EXERCISE DIRECTIONS> List every line in this data where the string "VertexFormat" occurs.
[Opening EXERCISE INPUTS section]
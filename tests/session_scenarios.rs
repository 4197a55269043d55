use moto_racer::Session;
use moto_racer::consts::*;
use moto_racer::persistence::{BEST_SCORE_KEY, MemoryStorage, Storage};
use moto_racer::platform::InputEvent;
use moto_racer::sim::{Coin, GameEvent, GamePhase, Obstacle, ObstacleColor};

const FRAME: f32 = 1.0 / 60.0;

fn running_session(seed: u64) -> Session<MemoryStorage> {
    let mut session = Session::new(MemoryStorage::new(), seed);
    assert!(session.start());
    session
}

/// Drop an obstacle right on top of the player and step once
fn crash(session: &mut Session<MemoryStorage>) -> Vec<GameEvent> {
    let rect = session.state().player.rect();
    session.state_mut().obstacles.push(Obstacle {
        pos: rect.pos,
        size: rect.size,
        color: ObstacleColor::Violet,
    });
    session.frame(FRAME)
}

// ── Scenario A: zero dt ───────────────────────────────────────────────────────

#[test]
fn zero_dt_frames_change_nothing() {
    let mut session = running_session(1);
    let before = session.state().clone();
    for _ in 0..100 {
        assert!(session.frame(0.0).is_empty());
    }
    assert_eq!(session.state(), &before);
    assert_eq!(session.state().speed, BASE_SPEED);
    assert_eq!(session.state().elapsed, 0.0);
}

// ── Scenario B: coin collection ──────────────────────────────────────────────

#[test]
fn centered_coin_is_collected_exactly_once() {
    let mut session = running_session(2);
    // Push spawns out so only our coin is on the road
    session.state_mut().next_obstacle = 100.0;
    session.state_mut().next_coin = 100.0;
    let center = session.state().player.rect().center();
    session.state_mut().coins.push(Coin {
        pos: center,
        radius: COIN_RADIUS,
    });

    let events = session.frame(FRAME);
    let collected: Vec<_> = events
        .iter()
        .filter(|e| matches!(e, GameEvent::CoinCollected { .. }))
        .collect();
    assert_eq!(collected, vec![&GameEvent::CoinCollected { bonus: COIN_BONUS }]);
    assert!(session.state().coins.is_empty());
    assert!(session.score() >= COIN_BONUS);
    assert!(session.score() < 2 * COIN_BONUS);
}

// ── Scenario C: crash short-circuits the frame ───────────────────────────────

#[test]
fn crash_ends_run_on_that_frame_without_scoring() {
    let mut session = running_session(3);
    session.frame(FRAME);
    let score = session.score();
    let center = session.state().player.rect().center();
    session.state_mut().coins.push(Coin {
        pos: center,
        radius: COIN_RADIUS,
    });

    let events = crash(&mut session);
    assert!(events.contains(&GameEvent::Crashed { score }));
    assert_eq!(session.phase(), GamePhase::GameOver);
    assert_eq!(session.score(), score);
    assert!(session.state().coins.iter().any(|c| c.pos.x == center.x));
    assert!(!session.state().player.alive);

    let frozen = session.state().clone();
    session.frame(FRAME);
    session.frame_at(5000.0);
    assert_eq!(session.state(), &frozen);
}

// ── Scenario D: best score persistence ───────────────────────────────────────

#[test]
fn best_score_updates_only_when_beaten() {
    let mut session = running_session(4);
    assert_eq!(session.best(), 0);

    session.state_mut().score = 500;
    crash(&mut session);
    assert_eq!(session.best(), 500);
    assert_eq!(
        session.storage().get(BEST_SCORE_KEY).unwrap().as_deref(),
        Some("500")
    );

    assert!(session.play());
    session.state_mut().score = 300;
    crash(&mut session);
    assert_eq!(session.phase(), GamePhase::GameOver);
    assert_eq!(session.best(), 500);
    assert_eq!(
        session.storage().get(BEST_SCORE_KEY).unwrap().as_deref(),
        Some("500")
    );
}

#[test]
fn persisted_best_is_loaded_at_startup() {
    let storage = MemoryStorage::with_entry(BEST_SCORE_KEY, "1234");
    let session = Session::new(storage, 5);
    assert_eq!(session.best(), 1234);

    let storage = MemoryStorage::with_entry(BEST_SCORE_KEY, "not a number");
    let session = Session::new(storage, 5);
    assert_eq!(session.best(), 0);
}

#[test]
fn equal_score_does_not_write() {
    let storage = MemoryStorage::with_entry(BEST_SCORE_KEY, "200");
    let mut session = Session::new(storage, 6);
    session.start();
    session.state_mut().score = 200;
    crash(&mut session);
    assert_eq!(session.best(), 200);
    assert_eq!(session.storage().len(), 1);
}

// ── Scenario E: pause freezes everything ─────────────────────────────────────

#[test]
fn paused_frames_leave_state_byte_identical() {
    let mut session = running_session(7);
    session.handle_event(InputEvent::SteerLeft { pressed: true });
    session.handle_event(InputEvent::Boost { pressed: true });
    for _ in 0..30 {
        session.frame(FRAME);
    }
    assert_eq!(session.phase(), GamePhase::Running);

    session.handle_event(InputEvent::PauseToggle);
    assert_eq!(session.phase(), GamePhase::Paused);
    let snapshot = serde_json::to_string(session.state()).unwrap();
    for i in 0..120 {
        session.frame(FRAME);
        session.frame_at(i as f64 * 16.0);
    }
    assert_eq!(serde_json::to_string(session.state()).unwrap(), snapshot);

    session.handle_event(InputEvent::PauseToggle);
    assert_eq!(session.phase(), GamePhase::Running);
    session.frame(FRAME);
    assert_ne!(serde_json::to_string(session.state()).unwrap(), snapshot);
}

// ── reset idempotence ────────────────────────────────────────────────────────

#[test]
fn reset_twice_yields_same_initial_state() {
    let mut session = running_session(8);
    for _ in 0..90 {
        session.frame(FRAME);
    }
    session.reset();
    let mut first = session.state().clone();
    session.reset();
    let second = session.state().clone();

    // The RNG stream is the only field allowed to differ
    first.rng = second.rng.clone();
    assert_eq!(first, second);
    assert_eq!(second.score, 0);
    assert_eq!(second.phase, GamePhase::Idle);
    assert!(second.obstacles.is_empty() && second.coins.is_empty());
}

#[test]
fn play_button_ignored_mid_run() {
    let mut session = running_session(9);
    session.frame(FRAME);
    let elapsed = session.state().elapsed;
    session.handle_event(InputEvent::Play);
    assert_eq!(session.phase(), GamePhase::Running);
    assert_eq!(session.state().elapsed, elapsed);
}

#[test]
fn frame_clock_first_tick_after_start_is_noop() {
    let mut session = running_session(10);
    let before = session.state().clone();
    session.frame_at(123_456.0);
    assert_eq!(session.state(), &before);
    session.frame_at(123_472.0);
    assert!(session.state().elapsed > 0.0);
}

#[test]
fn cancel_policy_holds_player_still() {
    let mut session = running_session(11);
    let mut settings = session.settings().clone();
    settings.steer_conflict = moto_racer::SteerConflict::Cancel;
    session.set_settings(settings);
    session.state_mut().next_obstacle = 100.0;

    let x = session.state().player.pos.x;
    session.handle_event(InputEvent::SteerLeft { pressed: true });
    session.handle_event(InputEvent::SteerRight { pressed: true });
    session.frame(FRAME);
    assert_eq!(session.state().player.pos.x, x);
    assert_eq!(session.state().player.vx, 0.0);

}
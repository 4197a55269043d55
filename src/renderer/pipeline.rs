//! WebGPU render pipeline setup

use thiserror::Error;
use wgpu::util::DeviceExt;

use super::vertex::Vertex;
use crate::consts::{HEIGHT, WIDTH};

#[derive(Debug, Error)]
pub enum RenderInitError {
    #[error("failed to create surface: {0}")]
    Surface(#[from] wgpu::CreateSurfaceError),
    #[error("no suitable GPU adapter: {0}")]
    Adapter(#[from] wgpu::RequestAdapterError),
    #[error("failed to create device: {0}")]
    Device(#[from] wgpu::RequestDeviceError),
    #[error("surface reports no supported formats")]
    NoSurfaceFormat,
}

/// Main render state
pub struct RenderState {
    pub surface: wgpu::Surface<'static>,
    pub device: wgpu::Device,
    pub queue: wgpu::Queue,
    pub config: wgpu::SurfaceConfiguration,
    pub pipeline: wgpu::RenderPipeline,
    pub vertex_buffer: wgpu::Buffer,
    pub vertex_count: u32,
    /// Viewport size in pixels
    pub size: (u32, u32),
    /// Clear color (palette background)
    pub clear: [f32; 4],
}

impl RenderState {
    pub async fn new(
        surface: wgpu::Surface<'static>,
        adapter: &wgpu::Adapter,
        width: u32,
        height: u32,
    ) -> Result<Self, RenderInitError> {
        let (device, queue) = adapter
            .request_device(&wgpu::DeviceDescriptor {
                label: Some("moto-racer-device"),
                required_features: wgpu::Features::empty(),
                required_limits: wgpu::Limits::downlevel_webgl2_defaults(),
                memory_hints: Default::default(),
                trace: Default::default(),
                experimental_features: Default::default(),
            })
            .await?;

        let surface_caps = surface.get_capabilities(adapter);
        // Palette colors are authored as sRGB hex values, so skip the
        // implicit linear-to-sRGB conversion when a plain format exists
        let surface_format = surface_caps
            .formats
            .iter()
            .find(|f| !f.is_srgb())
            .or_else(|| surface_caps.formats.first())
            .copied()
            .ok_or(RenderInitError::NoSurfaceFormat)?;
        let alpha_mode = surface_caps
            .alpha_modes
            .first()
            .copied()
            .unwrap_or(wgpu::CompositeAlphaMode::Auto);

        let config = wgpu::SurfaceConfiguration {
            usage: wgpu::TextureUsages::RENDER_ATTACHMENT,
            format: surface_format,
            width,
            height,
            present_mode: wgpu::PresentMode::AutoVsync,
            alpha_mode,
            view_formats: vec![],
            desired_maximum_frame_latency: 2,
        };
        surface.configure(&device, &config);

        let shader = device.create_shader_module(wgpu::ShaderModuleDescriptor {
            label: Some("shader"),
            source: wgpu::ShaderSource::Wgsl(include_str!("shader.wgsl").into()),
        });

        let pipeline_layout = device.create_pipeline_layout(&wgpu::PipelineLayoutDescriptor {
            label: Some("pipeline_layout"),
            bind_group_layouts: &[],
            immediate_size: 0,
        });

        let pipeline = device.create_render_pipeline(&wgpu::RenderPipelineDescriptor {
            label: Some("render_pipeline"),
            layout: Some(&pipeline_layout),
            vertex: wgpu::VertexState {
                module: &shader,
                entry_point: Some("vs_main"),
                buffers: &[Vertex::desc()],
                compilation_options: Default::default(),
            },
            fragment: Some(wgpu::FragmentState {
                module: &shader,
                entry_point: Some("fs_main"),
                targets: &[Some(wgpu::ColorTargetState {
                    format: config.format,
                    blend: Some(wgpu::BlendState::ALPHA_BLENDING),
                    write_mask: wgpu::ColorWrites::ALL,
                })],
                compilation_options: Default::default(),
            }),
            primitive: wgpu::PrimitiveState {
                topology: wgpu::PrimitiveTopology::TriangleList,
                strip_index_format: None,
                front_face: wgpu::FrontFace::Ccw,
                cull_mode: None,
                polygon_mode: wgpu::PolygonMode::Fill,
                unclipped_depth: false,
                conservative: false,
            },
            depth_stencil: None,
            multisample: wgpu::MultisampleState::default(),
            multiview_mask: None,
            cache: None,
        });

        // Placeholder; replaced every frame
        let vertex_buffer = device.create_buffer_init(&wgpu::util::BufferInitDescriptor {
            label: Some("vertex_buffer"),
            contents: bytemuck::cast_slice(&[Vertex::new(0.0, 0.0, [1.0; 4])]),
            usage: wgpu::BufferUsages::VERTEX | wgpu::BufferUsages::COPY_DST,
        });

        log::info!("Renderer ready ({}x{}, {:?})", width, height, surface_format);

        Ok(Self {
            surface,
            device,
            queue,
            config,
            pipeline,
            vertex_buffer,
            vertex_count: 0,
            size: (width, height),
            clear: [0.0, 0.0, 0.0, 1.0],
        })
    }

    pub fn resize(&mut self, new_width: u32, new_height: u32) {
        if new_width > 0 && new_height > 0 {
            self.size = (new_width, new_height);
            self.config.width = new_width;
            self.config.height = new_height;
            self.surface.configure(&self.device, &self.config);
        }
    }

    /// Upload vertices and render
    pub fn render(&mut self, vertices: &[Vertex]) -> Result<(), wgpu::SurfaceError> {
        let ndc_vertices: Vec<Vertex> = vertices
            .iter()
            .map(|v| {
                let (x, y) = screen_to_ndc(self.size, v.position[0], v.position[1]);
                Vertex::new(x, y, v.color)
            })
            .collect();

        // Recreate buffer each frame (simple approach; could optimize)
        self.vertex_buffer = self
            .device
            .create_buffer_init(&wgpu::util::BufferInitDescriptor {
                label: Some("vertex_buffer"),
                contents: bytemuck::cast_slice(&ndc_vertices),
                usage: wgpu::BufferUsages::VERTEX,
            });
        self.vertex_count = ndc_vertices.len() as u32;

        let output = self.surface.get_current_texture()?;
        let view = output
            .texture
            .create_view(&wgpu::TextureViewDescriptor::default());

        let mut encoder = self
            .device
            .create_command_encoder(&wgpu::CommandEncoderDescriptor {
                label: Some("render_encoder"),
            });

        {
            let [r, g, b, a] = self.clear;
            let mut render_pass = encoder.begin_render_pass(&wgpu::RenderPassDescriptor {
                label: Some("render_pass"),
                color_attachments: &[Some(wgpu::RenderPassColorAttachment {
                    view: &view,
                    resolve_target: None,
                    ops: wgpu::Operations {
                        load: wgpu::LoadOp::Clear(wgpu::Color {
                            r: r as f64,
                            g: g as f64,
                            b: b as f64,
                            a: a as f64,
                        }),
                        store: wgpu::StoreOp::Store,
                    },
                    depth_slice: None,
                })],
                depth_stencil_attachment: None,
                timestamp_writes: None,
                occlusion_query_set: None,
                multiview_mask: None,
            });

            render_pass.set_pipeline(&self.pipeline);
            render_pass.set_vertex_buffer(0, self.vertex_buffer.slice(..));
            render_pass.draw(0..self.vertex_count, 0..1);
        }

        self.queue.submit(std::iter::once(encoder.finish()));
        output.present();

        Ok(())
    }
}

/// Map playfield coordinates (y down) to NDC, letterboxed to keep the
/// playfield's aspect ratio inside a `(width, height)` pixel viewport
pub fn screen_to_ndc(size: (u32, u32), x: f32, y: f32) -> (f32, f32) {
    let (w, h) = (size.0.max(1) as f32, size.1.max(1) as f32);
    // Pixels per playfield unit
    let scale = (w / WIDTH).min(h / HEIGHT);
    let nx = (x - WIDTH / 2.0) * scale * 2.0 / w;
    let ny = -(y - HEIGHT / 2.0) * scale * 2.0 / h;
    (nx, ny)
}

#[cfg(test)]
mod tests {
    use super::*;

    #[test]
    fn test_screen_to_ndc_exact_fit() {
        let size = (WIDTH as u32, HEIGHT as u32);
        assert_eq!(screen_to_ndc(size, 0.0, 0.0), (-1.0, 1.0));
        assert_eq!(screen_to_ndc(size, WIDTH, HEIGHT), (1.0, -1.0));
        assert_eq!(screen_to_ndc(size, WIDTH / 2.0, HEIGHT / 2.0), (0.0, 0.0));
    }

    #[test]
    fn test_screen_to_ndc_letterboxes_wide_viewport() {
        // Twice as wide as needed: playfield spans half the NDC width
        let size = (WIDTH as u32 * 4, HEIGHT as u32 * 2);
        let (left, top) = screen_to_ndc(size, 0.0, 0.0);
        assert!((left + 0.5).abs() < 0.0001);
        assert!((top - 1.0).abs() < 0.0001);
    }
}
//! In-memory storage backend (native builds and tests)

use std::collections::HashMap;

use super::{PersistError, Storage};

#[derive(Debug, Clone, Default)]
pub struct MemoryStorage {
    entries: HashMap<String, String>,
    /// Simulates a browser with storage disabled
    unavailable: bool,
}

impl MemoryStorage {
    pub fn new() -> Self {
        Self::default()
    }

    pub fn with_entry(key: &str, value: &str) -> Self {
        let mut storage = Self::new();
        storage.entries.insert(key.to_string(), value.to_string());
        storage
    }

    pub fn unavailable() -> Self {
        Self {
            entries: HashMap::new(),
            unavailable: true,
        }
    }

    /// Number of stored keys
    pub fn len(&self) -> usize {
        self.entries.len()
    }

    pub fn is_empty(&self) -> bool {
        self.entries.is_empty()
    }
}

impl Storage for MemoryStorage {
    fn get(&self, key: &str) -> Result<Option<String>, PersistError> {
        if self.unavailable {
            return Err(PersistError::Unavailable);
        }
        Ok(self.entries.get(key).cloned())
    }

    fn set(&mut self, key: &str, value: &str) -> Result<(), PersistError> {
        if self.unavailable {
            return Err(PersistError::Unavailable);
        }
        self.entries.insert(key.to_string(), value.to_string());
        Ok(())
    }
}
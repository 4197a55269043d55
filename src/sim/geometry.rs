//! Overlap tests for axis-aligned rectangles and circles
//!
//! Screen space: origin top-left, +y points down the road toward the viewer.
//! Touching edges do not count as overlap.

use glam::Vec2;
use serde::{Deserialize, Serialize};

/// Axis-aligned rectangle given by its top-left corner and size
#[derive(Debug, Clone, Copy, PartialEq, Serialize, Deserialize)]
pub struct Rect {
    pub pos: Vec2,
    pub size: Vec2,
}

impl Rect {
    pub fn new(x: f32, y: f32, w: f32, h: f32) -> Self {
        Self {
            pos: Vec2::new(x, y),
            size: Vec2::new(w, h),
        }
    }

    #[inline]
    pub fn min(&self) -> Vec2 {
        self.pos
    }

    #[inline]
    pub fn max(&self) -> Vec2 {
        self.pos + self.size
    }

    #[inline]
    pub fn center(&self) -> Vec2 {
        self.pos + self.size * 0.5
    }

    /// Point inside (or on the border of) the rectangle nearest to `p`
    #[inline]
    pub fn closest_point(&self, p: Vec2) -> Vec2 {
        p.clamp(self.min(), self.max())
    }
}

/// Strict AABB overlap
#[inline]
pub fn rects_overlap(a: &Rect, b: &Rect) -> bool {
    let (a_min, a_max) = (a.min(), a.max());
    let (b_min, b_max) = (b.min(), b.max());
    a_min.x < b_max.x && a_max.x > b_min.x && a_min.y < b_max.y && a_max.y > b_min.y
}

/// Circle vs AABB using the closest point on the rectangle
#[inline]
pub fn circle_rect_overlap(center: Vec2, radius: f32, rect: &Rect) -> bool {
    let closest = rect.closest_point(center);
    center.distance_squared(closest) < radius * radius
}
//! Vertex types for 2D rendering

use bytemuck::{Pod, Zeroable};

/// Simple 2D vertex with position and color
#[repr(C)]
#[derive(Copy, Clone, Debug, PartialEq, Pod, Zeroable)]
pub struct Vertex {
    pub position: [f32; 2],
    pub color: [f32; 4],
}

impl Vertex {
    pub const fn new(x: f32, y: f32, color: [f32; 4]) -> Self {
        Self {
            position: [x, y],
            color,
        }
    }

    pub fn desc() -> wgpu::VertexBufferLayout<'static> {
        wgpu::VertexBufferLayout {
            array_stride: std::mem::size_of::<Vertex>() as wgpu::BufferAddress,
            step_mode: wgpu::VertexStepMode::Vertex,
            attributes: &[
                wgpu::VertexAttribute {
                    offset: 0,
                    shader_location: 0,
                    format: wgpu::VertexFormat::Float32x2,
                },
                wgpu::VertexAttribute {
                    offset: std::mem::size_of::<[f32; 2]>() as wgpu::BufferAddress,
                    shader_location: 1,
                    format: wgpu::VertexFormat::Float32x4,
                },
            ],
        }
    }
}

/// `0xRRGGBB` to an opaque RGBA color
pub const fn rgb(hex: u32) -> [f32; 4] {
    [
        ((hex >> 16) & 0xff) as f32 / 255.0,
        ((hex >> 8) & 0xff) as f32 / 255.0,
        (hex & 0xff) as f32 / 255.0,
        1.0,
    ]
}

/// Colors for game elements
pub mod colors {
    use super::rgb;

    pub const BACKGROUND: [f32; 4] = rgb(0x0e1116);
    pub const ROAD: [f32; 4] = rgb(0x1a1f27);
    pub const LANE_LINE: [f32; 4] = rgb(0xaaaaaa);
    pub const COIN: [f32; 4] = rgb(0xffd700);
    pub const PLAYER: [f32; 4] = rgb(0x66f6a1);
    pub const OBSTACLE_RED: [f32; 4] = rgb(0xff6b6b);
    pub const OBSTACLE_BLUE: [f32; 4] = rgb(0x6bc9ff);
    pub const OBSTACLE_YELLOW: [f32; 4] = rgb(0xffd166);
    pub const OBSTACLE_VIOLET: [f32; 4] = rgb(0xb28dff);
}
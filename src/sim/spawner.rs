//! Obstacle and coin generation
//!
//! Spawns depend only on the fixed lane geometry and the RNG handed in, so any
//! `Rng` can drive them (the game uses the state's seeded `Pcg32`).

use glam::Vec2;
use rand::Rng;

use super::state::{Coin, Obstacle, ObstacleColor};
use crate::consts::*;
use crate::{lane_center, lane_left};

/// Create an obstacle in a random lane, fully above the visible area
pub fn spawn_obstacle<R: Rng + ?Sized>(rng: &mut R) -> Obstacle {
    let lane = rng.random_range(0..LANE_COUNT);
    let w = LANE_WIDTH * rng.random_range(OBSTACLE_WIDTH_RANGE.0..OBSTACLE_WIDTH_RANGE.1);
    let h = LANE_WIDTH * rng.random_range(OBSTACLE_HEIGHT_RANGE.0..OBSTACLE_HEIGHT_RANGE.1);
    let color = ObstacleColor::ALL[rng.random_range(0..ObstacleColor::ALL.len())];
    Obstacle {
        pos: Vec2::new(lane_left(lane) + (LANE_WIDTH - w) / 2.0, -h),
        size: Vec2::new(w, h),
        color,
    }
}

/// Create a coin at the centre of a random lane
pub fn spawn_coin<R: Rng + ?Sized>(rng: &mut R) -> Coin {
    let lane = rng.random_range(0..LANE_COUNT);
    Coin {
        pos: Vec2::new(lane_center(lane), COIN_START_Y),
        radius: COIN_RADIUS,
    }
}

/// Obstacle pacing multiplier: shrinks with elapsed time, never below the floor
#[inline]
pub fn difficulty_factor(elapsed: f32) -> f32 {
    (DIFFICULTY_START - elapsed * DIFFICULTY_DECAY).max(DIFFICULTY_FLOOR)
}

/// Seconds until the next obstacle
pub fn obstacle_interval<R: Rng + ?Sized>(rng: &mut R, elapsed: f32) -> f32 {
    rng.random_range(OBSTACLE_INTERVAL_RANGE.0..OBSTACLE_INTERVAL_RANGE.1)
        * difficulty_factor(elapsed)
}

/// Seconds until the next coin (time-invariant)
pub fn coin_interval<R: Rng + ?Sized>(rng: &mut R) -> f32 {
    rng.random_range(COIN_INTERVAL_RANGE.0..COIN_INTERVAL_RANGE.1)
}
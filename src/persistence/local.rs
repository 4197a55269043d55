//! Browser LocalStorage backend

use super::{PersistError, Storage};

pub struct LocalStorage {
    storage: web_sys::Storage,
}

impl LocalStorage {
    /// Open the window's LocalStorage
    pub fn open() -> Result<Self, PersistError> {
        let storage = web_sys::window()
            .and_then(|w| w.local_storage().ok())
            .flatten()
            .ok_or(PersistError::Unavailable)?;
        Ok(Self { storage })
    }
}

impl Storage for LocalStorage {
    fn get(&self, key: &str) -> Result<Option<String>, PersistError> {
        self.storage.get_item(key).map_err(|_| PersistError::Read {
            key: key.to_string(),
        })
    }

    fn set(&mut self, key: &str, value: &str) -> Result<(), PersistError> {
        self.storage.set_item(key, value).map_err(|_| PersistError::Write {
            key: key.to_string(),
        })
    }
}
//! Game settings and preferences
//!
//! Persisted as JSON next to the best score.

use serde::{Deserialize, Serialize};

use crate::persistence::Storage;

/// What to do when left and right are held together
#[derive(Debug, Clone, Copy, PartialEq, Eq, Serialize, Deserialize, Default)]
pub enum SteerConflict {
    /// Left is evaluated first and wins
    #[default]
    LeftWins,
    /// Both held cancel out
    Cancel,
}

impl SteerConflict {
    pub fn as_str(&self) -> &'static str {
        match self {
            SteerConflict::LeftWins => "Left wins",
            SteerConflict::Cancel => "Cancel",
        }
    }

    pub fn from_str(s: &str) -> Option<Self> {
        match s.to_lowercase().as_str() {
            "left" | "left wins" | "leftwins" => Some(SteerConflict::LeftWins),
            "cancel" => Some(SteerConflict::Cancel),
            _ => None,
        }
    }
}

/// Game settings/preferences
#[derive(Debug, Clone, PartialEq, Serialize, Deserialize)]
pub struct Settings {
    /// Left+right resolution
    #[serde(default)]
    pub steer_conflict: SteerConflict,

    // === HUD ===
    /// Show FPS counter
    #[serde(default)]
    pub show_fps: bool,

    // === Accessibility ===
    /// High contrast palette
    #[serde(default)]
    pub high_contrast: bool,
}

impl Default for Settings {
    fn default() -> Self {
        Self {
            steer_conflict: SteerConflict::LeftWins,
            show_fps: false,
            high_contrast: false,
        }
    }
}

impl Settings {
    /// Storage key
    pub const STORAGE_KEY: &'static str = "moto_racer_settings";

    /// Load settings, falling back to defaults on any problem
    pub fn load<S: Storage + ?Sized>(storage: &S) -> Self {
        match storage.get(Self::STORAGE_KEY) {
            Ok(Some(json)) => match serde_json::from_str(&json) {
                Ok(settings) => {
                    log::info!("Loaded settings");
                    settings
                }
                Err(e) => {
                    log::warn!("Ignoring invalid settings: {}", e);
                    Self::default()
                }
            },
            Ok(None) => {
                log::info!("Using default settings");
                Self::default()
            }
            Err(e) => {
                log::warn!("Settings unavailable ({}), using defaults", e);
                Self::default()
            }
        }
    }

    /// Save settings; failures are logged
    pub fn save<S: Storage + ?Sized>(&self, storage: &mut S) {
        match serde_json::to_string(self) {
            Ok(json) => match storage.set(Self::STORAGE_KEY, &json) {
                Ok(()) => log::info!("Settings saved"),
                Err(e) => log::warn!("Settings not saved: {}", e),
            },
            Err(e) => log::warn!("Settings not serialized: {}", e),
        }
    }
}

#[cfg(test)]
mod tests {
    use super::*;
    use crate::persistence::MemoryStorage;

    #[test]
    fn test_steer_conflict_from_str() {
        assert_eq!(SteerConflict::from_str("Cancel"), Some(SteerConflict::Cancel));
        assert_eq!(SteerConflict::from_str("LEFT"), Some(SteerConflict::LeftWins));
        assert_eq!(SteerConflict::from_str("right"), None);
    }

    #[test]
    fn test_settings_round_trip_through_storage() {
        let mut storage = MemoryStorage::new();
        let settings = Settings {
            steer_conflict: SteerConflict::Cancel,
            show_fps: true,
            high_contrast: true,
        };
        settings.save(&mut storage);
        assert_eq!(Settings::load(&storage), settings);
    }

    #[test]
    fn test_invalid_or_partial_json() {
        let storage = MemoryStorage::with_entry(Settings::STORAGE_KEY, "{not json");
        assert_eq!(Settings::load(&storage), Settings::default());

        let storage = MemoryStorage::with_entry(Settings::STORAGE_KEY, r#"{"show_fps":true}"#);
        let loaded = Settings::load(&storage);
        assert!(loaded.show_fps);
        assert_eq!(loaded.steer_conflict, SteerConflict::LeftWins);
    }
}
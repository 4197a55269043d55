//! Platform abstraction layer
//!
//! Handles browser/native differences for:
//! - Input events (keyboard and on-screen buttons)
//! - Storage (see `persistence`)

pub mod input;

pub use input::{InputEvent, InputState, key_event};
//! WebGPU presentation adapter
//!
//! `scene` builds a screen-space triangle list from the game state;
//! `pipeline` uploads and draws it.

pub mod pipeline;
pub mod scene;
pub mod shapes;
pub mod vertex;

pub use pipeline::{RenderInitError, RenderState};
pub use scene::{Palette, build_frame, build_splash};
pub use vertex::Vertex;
[Closing EXERCISE INPUTS section]
RESULT FOR THIS TASK>
                    format: wgpu::VertexFormat::Float32x2,
                    format: wgpu::VertexFormat::Float32x4,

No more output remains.